A matlabpool may consist of workers from the same node (in a local machine) or from multiple nodes (in a remote compute cluster). Nodes in a compute cluster may have multi-processors or multi-core processors. In the scenario where workers in a matlabpool span multiple nodes, workers allocated from the same node would share the available memory of the node. This could have adverse effect on the performance of memory intensive computations, such as the use of Fast Fourier Transforms (FFT) kernels. In the current implementation of parallel MATLAB with the Parallel Computing Toolbox and the MATLAB Distributed Server, it is not possible to dynamically assign workers at runtime due to a global policy which view each worker as the same level.

When allocating a matlabpool, MATLAB binds each worker process in the matlabpool into an MPI ring.

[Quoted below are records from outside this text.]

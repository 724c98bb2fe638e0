//! Error types for the floor-plan exporter.

use thiserror::Error;

/// Result type alias using ExportError.
pub type Result<T> = std::result::Result<T, ExportError>;

/// Main error type for export operations.
///
/// Only the variants marked fatal escape [`Exporter::export`](crate::Exporter::export);
/// the rest are caught per element and turned into a fallback.
#[derive(Error, Debug)]
pub enum ExportError {
    /// Failed to read or write a ZIP archive.
    #[error("ZIP error: {0}")]
    Zip(#[from] zip::result::ZipError),

    /// Failed to parse or write JSON data.
    #[error("JSON error: {0}")]
    Json(#[from] serde_json::Error),

    /// I/O error during file operations.
    #[error("I/O error: {0}")]
    Io(#[from] std::io::Error),

    /// Resource could not be fetched.
    #[error("Resource not found: {0}")]
    ResourceNotFound(String),

    /// Model archive has an unusable layout (e.g. no mesh file).
    #[error("Invalid model archive: {0}")]
    InvalidArchive(String),

    /// Mesh text could not be parsed.
    #[error("OBJ parse error at line {line}: {message}")]
    ObjParse { line: usize, message: String },

    /// A configured library could not be loaded. Fatal.
    #[error("Required library unavailable: {0}")]
    LibraryUnavailable(String),

    /// No architectural model was supplied. Fatal.
    #[error("No home to export")]
    MissingHome,

    /// The home has no walls, rooms or furniture. Fatal.
    #[error("Export failed: home is empty (no walls, rooms or furniture)")]
    EmptyHome,

    /// Items existed but none of them produced geometry. Fatal.
    #[error("Export failed: {0} item(s) existed but produced no geometry")]
    NoGeometry(usize),

    /// Failed to serialize or package the output.
    #[error("Export error: {0}")]
    Export(String),
}

impl ExportError {
    /// Build a parse error for a 1-based line number.
    pub(crate) fn obj_parse(line: usize, message: impl Into<String>) -> Self {
        Self::ObjParse {
            line,
            message: message.into(),
        }
    }
}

This approach prohibits a hierarchical structure of parallelism where workers in a matlabpool can be further organized into groups - based on their locality or any other properties. The notion of groups is a hierarchical structure of parallelism where parallelism may exist within and beyond the group level in a resource set, such as a matlabpool. The flexibility provided by group computation or a hierarchical structure of parallelism may be exploited in certain classes of parallel computing problems.

These two drawbacks contribute to the limitations of the current implementation of parallel MATLAB using Parallel Computing Toolbox and MATLAB Distributed Computing Server: difficulty in supporting nested parallelism (parfor within a parfor) and group computing using a hierarchical structure of parallelism.

1.3 Problem Statement

While previous works revolve around the design, implementation and performance of parallel MATLAB, this thesis focuses on the design and implementation of group computing in MATLAB. The novelty of our implementation lies in our approach, design and implementation of group computing in MATLAB using existing parallel constructs provided by the Parallel Computing Toolbox and MATLAB Distributed Computing Server. To the best of our knowledge, there have been no previous attempts to implement group computing in MATLAB.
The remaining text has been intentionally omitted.